You are likely at a critical time in your leadership journey. We are emerging from the devastations of a pandemic. The organization you lead needs to be supercharged, perhaps resurrected, certainly inspired and rallied, and maybe even rebranded. You likely need a fresh way of understanding yourself and your firm in order to thrive in the days that are coming.
I want to recommend using a tool you already have in your toolbox: story.
Much of the problem in our fast-paced leadership lives is that we see reality and we present reality in bits and pieces. We offer data, not information. We grasp facts, but not knowledge. In short, we often don’t have a handle on the narrative arc, the tale, the broad meaning that thinking in terms of story would give us.

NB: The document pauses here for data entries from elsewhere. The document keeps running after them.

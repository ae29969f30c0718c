//! Selection reconciliation against the visible list.

use crate::model::item::{Item, ItemId};

/// Keeps `selected` if it is still visible, otherwise falls back to the
/// first visible item (or nothing when the list is empty).
///
/// No selection stays no selection.
pub fn reconcile_selection(selected: Option<ItemId>, visible: &[&Item]) -> Option<ItemId> {
    match selected {
        Some(id) if visible.iter().any(|item| item.id() == id) => Some(id),
        Some(_) => visible.first().map(|item| item.id()),
        None => None,
    }
}

/// Selection after `deleted` items are removed.
///
/// `visible` is the list as rendered before the deletion. When the selected
/// item was deleted, the first visible item that survives the deletion is
/// selected instead.
pub fn selection_after_delete(
    selected: Option<ItemId>,
    deleted: &[ItemId],
    visible: &[&Item],
) -> Option<ItemId> {
    match selected {
        Some(id) if !deleted.contains(&id) => Some(id),
        Some(_) => visible
            .iter()
            .map(|item| item.id())
            .find(|id| !deleted.contains(id)),
        None => None,
    }
}

#[cfg(test)]
mod tests {
    use super::{reconcile_selection, selection_after_delete};
    use crate::model::item::Item;
    use uuid::Uuid;

    #[test]
    fn reconcile_keeps_visible_selection() {
        let a = Item::new("a", 1);
        let b = Item::new("b", 2);
        let visible = vec![&a, &b];
        assert_eq!(reconcile_selection(Some(b.id()), &visible), Some(b.id()));
    }

    #[test]
    fn reconcile_falls_back_to_first_or_none() {
        let a = Item::new("a", 1);
        let b = Item::new("b", 2);
        assert_eq!(
            reconcile_selection(Some(Uuid::new_v4()), &[&a, &b]),
            Some(a.id())
        );
        assert_eq!(reconcile_selection(None, &[&a]), None);
        assert_eq!(reconcile_selection(Some(a.id()), &[]), None);
    }

    #[test]
    fn delete_skips_every_deleted_item() {
        let a = Item::new("a", 1);
        let b = Item::new("b", 2);
        let c = Item::new("c", 3);
        let visible = vec![&a, &b, &c];

        let next = selection_after_delete(Some(a.id()), &[a.id(), b.id()], &visible);
        assert_eq!(next, Some(c.id()));

        let untouched = selection_after_delete(Some(c.id()), &[a.id()], &visible);
        assert_eq!(untouched, Some(c.id()));

        let emptied = selection_after_delete(Some(a.id()), &[a.id(), b.id(), c.id()], &visible);
        assert_eq!(emptied, None);
    }
}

I urge every leader I know to tell me their story and the story of their firm in a fairly tight narrative. Most can’t. It means they don’t see the big picture, they haven’t grasped the “plot” of their lives and of their firm’s forward movement. This hurts them. It leaves them frustrated with partial understanding of who they are and what they are about. It also hinders their ability to communicate their purpose.

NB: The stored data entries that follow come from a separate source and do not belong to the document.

/// The operator of a binary expression, and whether it is a compound assignment.
fn operator(op: &BinOp) -> Option<(TokenStream, bool)> {
  let (op, assign) = match op {
    BinOp::Add(_) => (quote! { Add }, false),
    BinOp::Sub(_) => (quote! { Sub }, false),
    BinOp::Mul(_) => (quote! { Mul }, false),
    BinOp::Div(_) => (quote! { Div }, false),
    BinOp::Rem(_) => (quote! { Rem }, false),
    BinOp::BitXor(_) => (quote! { BitXor }, false),
    BinOp::BitAnd(_) => (quote! { BitAnd }, false),
    BinOp::BitOr(_) => (quote! { BitOr }, false),
    BinOp::Shl(_) => (quote! { Shl }, false),
    BinOp::Shr(_) => (quote! { Shr }, false),
    BinOp::Eq(_) => (quote! { Eq }, false),
    BinOp::Lt(_) => (quote! { Lt }, false),
    BinOp::Le(_) => (quote! { Lte }, false),
    BinOp::Ne(_) => (quote! { Neq }, false),
    BinOp::Ge(_) => (quote! { Gte }, false),
    BinOp::Gt(_) => (quote! { Gt }, false),
    BinOp::AddAssign(_) => (quote! { Add }, true),
    BinOp::SubAssign(_) => (quote! { Sub }, true),
    BinOp::MulAssign(_) => (quote! { Mul }, true),
    BinOp::DivAssign(_) => (quote! { Div }, true),
    BinOp::RemAssign(_) => (quote! { Rem }, true),
    BinOp::BitXorAssign(_) => (quote! { BitXor }, true),
    BinOp::BitAndAssign(_) => (quote! { BitAnd }, true),
    BinOp::BitOrAssign(_) => (quote! { BitOr }, true),
    BinOp::ShlAssign(_) => (quote! { Shl }, true),
    BinOp::ShrAssign(_) => (quote! { Shr }, true),
    _ => return None,
  };

  Some((op, assign))
}

fn binary(expr: &ExprBinary) -> Result<TokenStream> {
  let lhs = expression(&expr.left)?;
  let rhs = expression(&expr.right)?;

  let logical = match expr.op {
    BinOp::And(_) => Some(quote! { And }),
    BinOp::Or(_) => Some(quote! { Or }),
    _ => None,
  };

  if let Some(op) = logical {
    return Ok(quote! { ::stitch::ast::Expr::logical(::stitch::ast::LogicalOp::#op, #lhs, #rhs) });
  }

  match operator(&expr.op) {
    Some((op, false)) => Ok(quote! { ::stitch::ast::Expr::binary(::stitch::ast::BinaryOp::#op, #lhs, #rhs) }),
    Some((op, true)) => Ok(quote! {
      ::stitch::ast::Expr::assign(
        ::stitch::ast::AssignOp::Compound(::stitch::ast::BinaryOp::#op),
        #lhs,
        #rhs,
      )
    }),
    None => Err(unsupported(&expr.op, "this operator")),
  }
}

fn literal(lit: &Lit) -> Result<TokenStream> {
  match lit {
    Lit::Bool(b) => {
      let value = b.value;
      Ok(quote! { ::stitch::ast::Expr::Bool(#value) })
    }

    Lit::Int(int) => {
      let value: i64 = int.base10_parse()?;
      suffixed(quote! { ::stitch::ast::Expr::Int(#value) }, int.suffix(), lit)
    }

    Lit::Float(float) => {
      let value: f64 = float.base10_parse()?;
      suffixed(quote! { ::stitch::ast::Expr::Float(#value) }, float.suffix(), lit)
    }

    Lit::Str(s) => {
      let value = s.value();
      Ok(quote! { ::stitch::ast::Expr::Str(::std::string::String::from(#value)) })
    }

    other => Err(unsupported(other, "this literal")),
  }
}

/// `1u32` is `u32(1)`.
fn suffixed(expr: TokenStream, suffix: &str, lit: &Lit) -> Result<TokenStream> {
  match suffix {
    "" => Ok(expr),
    "f32" | "f16" | "i32" | "u32" => Ok(call(quote! { ::stitch::ast::Expr::ident(#suffix) }, vec![expr])),
    _ => Err(syn::Error::new_spanned(
      lit,
      format!("`{}` literals are not supported in shader code", suffix),
    )),
  }
}

fn expressions<'a>(exprs: impl IntoIterator<Item = &'a Expr>) -> Result<Vec<TokenStream>> {
  exprs.into_iter().map(expression).collect()
}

Story is what is often missing. The narrative. The plot. The arc of your history and that of your firm. Do you know it? Can you tell it? Put another way, can you movingly recount the drama of who you are and what your firm is accomplishing in the world?
Story is important because it is the best way for human beings to organize information. Also, brain scientists now tell us that absorbing information through story taxes the brain less than absorbing facts any other way. Meaning is taken in the most effortless way, understood more fully, and retained longer when it is embedded in story.

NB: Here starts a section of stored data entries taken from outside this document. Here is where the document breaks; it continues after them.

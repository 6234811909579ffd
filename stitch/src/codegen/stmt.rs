use super::{copyable, expr::check_assignable, generate_expression, value_of};
use crate::{
  ast::{DeclKind, Expr, Stmt, UpdateOp},
  context::ResolutionCtx,
  conversion,
  error::{Error, Result},
  snippet::{Origin, Snippet, Value},
  stitch,
  types::{Access, AddressSpace, DataType},
};

/// Compile a block in its own lexical scope.
///
/// The opening brace is not indented, so that the block can follow a statement header; the closing brace is at the
/// current indentation level.
pub fn generate_block(ctx: &mut ResolutionCtx, stmts: &[Stmt]) -> Result<String> {
  ctx.with_scope(|ctx| {
    let mut text = String::from("{\n");

    ctx.with_indent(|ctx| {
      for stmt in stmts {
        let line = generate_statement(ctx, stmt)?;

        if !line.is_empty() {
          text.push_str(&ctx.indent());
          text.push_str(&line);
          text.push('\n');
        }
      }

      Ok(())
    })?;

    text.push_str(&ctx.indent());
    text.push('}');
    Ok(text)
  })
}

/// Compile a statement, without indentation nor trailing newline.
///
/// Statements that only bind compile-time values produce no text at all.
pub fn generate_statement(ctx: &mut ResolutionCtx, stmt: &Stmt) -> Result<String> {
  match stmt {
    Stmt::Expr(expr) => generate_expression_statement(ctx, expr),

    Stmt::Decl { kind, name, init } => generate_declaration(ctx, *kind, name, init),

    Stmt::If { cond, then, otherwise } => {
      let cond = condition(ctx, cond)?;
      let then = body(ctx, then)?;
      let mut text = stitch!(ctx, "if {} {}", cond, then);

      match otherwise.as_deref() {
        Some(chained @ Stmt::If { .. }) => {
          text.push_str(" else ");
          text.push_str(&generate_statement(ctx, chained)?);
        }

        Some(otherwise) => {
          text.push_str(" else ");
          text.push_str(&body(ctx, otherwise)?);
        }

        None => (),
      }

      Ok(text)
    }

    Stmt::While { cond, body: loop_body } => {
      let cond = condition(ctx, cond)?;
      let loop_body = body(ctx, loop_body)?;
      Ok(stitch!(ctx, "while {} {}", cond, loop_body))
    }

    // the header has its own scope, enclosing the body's
    Stmt::For {
      init,
      cond,
      update,
      body: loop_body,
    } => ctx.with_scope(|ctx| {
      let init = match init {
        Some(init) => generate_statement(ctx, init)?.trim_end_matches(';').to_owned(),
        None => String::new(),
      };

      let cond = match cond {
        Some(cond) => {
          let cond = condition(ctx, cond)?;
          format!(" {}", ctx.resolve(&cond)?)
        }
        None => String::new(),
      };

      let update = match update {
        Some(Expr::Update { op, target }) => format!(" {}", generate_update(ctx, *op, target)?),
        Some(update) => {
          let update = generate_expression(ctx, update, None)?;
          format!(" {}", ctx.resolve(&update)?)
        }
        None => String::new(),
      };

      let loop_body = body(ctx, loop_body)?;
      Ok(format!("for ({};{};{}) {}", init, cond, update, loop_body))
    }),

    Stmt::Return(value) => generate_return(ctx, value.as_ref()),

    Stmt::Break => Ok("break;".to_owned()),

    Stmt::Continue => Ok("continue;".to_owned()),

    Stmt::Block(stmts) => generate_block(ctx, stmts),
  }
}

/// The body of a control-flow statement is always a block.
fn body(ctx: &mut ResolutionCtx, stmt: &Stmt) -> Result<String> {
  match stmt {
    Stmt::Block(stmts) => generate_block(ctx, stmts),
    other => generate_block(ctx, std::slice::from_ref(other)),
  }
}

fn condition(ctx: &mut ResolutionCtx, cond: &Expr) -> Result<Snippet> {
  let value = value_of(ctx, cond, Some(&DataType::BOOL))?;
  conversion::try_convert(ctx, value, &DataType::BOOL)
}

fn generate_expression_statement(ctx: &mut ResolutionCtx, expr: &Expr) -> Result<String> {
  match expr {
    Expr::Update { op, target } => Ok(format!("{};", generate_update(ctx, *op, target)?)),

    Expr::Assign { .. } => {
      let assignment = generate_expression(ctx, expr, None)?;
      Ok(stitch!(ctx, "{};", assignment))
    }

    _ => {
      let value = generate_expression(ctx, expr, None)?;

      // nothing to evaluate on the GPU
      if value.is_constant() || value.ty.is_unknown() {
        return Ok(String::new());
      }

      if value.ty.is_void() {
        Ok(stitch!(ctx, "{};", value))
      } else {
        Ok(stitch!(ctx, "_ = {};", value))
      }
    }
  }
}

fn generate_update(ctx: &mut ResolutionCtx, op: UpdateOp, target: &Expr) -> Result<String> {
  let place = value_of(ctx, target, None)?;
  check_assignable(&place, target)?;

  match place.ty.undecorated() {
    DataType::Scalar(kind) if kind.is_integer() && !kind.is_abstract() => Ok(stitch!(ctx, "{}{}", place, op.symbol())),
    other => Err(Error::TypeMismatch(format!(
      "`{}` needs a concrete integer, found `{}`",
      op.symbol(),
      other
    ))),
  }
}

fn generate_declaration(ctx: &mut ResolutionCtx, kind: DeclKind, name: &str, init: &Expr) -> Result<String> {
  let value = generate_expression(ctx, init, None)?;

  if kind == DeclKind::Const {
    // compile-time values and host values are aliased
    if value.is_constant() || value.ty.is_unknown() {
      ctx.define(name, value);
      return Ok(String::new());
    }

    if let DataType::Pointer { implicit: true, .. } = value.ty.undecorated() {
      ctx.define(name, value);
      return Ok(String::new());
    }

    if let Origin::RuntimeRef { space, access } = value.origin {
      if !value.ty.is_naturally_ephemeral() {
        let local = ctx.local_name(name);
        let text = stitch!(ctx, "let {} = &{};", local, value);
        let ty = DataType::implicit_ptr(space, value.ty.undecorated().clone(), access);
        ctx.define(name, Snippet::new(Value::Code(local), ty, Origin::Runtime));
        return Ok(text);
      }
    }
  }

  let value = copyable(ctx, value, init)?;

  if value.ty.is_unknown() {
    return Err(Error::Capability {
      what: init.to_string(),
      reason: "only data can be stored in a variable".to_owned(),
    });
  }

  if value.ty.is_void() {
    return Err(Error::InvalidConstruct(format!(
      "`{}` has no value to store in `{}`",
      init, name
    )));
  }

  let ty = value.ty.undecorated().concretize();
  let value = conversion::try_convert(ctx, value, &ty)?;

  let local = ctx.local_name(name);
  let text = stitch!(ctx, "var {} = {};", local, value);

  // immutable bindings still get storage but reject writes
  let origin = match kind {
    DeclKind::Const => Origin::Runtime,
    DeclKind::Let | DeclKind::Var => Origin::RuntimeRef {
      space: AddressSpace::Function,
      access: Access::ReadWrite,
    },
  };
  ctx.define(name, Snippet::new(Value::Code(local), ty, origin));

  Ok(text)
}

fn generate_return(ctx: &mut ResolutionCtx, value: Option<&Expr>) -> Result<String> {
  let expr = match value {
    Some(expr) => expr,
    None => {
      ctx.report_return(DataType::Void);
      return Ok("return;".to_owned());
    }
  };

  let declared = ctx.declared_return_type();
  let value = generate_expression(ctx, expr, declared.as_ref())?;
  let value = copyable(ctx, value, expr)?;

  if value.ty.is_unknown() {
    return Err(Error::Capability {
      what: expr.to_string(),
      reason: "only data can be returned".to_owned(),
    });
  }

  let value = match &declared {
    Some(ty) => conversion::try_convert(ctx, value, ty)?,
    None => value,
  };

  ctx.report_return(value.ty.undecorated().clone());
  Ok(stitch!(ctx, "return {};", value))
}

#[cfg(test)]
mod test {
  use super::*;
  use crate::{
    ast::{AssignOp, BinaryOp},
    compile::CompileOptions,
    types::ScalarKind,
    value::ConstValue,
  };

  fn ctx() -> ResolutionCtx {
    ResolutionCtx::new(CompileOptions::default())
  }

  fn storage(name: &str, ty: DataType, access: Access) -> Snippet {
    Snippet::new(
      Value::Code(name.to_owned()),
      ty,
      Origin::RuntimeRef {
        space: AddressSpace::Storage,
        access,
      },
    )
  }

  #[test]
  fn blocks_are_indented() {
    let mut ctx = ctx();
    let block = generate_block(
      &mut ctx,
      &[
        Stmt::decl(DeclKind::Var, "x", Expr::Float(1.)),
        Stmt::Expr(Expr::assign(
          AssignOp::Compound(BinaryOp::Mul),
          Expr::ident("x"),
          Expr::Int(2),
        )),
      ],
    )
    .unwrap();

    assert_eq!(block, "{\n  var x = 1f;\n  x *= 2f;\n}");
    assert!(ctx.lookup("x").is_none());
  }

  #[test]
  fn constants_bind_without_text() {
    let mut ctx = ctx();
    let decl = generate_statement(&mut ctx, &Stmt::decl(DeclKind::Const, "k", Expr::Int(3))).unwrap();

    assert_eq!(decl, "");
    assert_eq!(ctx.lookup("k").and_then(|k| k.as_const().cloned()), Some(ConstValue::Int(3)));

    let dropped = generate_statement(&mut ctx, &Stmt::Expr(Expr::ident("k"))).unwrap();
    assert_eq!(dropped, "");
  }

  #[test]
  fn runtime_values_are_discarded_explicitly() {
    let mut ctx = ctx();
    ctx.define("x", Snippet::runtime("x", DataType::F32));

    let stmt = Stmt::Expr(Expr::binary(BinaryOp::Add, Expr::ident("x"), Expr::Int(1)));
    assert_eq!(generate_statement(&mut ctx, &stmt).unwrap(), "_ = (x + 1f);");
  }

  #[test]
  fn references_are_borrowed_by_const() {
    let mut ctx = ctx();
    let particles = DataType::array(DataType::vec(4, ScalarKind::F32), 16);
    ctx.define("particles", storage("particles", particles, Access::ReadWrite));

    let decl = generate_statement(&mut ctx, &Stmt::decl(DeclKind::Const, "ps", Expr::ident("particles"))).unwrap();
    assert_eq!(decl, "let ps = &particles;");

    let assign = Stmt::Expr(Expr::assign(
      AssignOp::Assign,
      Expr::index(Expr::ident("ps"), Expr::Int(0)),
      Expr::index(Expr::ident("ps"), Expr::Int(1)),
    ));
    assert_eq!(generate_statement(&mut ctx, &assign).unwrap(), "(*ps)[0u] = (*ps)[1u];");
  }

  #[test]
  fn references_are_not_copied_implicitly() {
    let mut ctx = ctx();
    ctx.define("buf", storage("buf", DataType::array(DataType::F32, 4), Access::Read));

    let err = generate_statement(&mut ctx, &Stmt::decl(DeclKind::Let, "copy", Expr::ident("buf"))).unwrap_err();
    assert!(
      matches!(err, Error::ExplicitCopyRequired { ref suggestion, .. } if suggestion == "array<f32, 4>(buf)"),
      "{}",
      err
    );
  }

  #[test]
  fn for_loops_scope_their_header() {
    let mut ctx = ctx();
    ctx.define("i", Snippet::runtime("i", DataType::F32));

    let stmt = Stmt::For {
      init: Some(Box::new(Stmt::decl(DeclKind::Let, "i", Expr::Int(0)))),
      cond: Some(Expr::binary(BinaryOp::Lt, Expr::ident("i"), Expr::Int(4))),
      update: Some(Expr::update(UpdateOp::Increment, Expr::ident("i"))),
      body: Box::new(Stmt::block([Stmt::Break])),
    };

    assert_eq!(
      generate_statement(&mut ctx, &stmt).unwrap(),
      "for (var i = 0i; (i < 4i); i++) {\n  break;\n}"
    );
    assert_eq!(ctx.lookup("i").map(|i| i.ty), Some(DataType::F32));
  }

  #[test]
  fn shadowed_locals_are_renamed() {
    let mut ctx = ctx();
    let block = generate_block(
      &mut ctx,
      &[
        Stmt::decl(DeclKind::Var, "x", Expr::Int(1)),
        Stmt::block([Stmt::decl(DeclKind::Var, "x", Expr::Bool(true))]),
      ],
    )
    .unwrap();

    assert_eq!(block, "{\n  var x = 1i;\n  {\n    var x_1 = true;\n  }\n}");
  }

  #[test]
  fn if_else_chains() {
    let mut ctx = ctx();
    ctx.define("a", Snippet::runtime("a", DataType::BOOL));

    let stmt = Stmt::If {
      cond: Expr::ident("a"),
      then: Box::new(Stmt::Return(None)),
      otherwise: Some(Box::new(Stmt::If {
        cond: Expr::Bool(false),
        then: Box::new(Stmt::Continue),
        otherwise: Some(Box::new(Stmt::block([Stmt::Break]))),
      })),
    };

    assert_eq!(
      generate_statement(&mut ctx, &stmt).unwrap(),
      "if a {\n  return;\n} else if false {\n  continue;\n} else {\n  break;\n}"
    );
  }

  #[test]
  fn updates_need_mutable_integers() {
    let mut ctx = ctx();
    ctx.define("n", Snippet::new(Value::Code("n".to_owned()), DataType::U32, Origin::Argument));

    let err = generate_statement(&mut ctx, &Stmt::Expr(Expr::update(UpdateOp::Increment, Expr::ident("n")))).unwrap_err();
    assert!(matches!(err, Error::AssignToImmutable { .. }));
  }

  #[test]
  fn immutable_bindings_reject_assignment() {
    let mut ctx = ctx();
    ctx.define("a", Snippet::new(Value::Code("a".to_owned()), DataType::F32, Origin::Argument));

    let block = [
      Stmt::decl(DeclKind::Const, "y", Expr::binary(BinaryOp::Add, Expr::ident("a"), Expr::Int(1))),
      Stmt::Expr(Expr::assign(AssignOp::Assign, Expr::ident("y"), Expr::Int(2))),
    ];

    match generate_block(&mut ctx, &block) {
      Err(Error::AssignToImmutable { target, .. }) => assert_eq!(target, "y"),
      other => panic!("unexpected result: {:?}", other),
    }

    let mut ctx = self::ctx();
    ctx.define("a", Snippet::new(Value::Code("a".to_owned()), DataType::F32, Origin::Argument));

    let block = [
      Stmt::decl(DeclKind::Const, "y", Expr::binary(BinaryOp::Add, Expr::ident("a"), Expr::Int(1))),
      Stmt::Expr(Expr::update(UpdateOp::Increment, Expr::ident("y"))),
    ];
    assert!(matches!(generate_block(&mut ctx, &block), Err(Error::AssignToImmutable { .. })));

    let mut ctx = self::ctx();
    ctx.define("a", Snippet::new(Value::Code("a".to_owned()), DataType::F32, Origin::Argument));

    let block = [
      Stmt::decl(DeclKind::Const, "y", Expr::binary(BinaryOp::Add, Expr::ident("a"), Expr::Int(1))),
      Stmt::decl(DeclKind::Let, "z", Expr::ident("y")),
      Stmt::Expr(Expr::assign(AssignOp::Assign, Expr::ident("z"), Expr::ident("y"))),
    ];
    assert_eq!(
      generate_block(&mut ctx, &block).unwrap(),
      "{\n  var y = (a + 1f);\n  var z = y;\n  z = y;\n}"
    );
  }
}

Great leaders have understood this. Think of Reagan. Think of Churchill.
I want you to start thinking in terms of story in what you do. And get some help. I recommend StoryBrand, a firm my friend Don Miller (Blue Like Jazz author) has founded and which has become tremendously successful in getting leaders to use story. I have, by the way, no financial connection to StoryBrand, nor does Don know I’m urging you his way. I’m trying to help you, not sell a product.
StoryBrand will tell you that there are seven basic parts of most stories and thus most movie plots or novel arcs.
There is a character. We’ll call this person the hero.
He or She has a problem.
They meet a guide.
Who gives them a plan.
And calls them to action
That results in failure…
Don’s firm helps people at every level—PR execs, politicians, authors, scriptwriters, etc.—think in terms of this time-honored narrative structure. It changes them. Makes them understand themselves differently. Makes them communicate more powerfully. Allows them to inspire, motivate, inform—and rise!
Whether you take advantage of the StoryBrand mentoring or not, get good at story and the kind of story that identifies purpose, destiny, mission, and meaning. You are going to need this powerful tool to take yourself and your firm where you need to go now.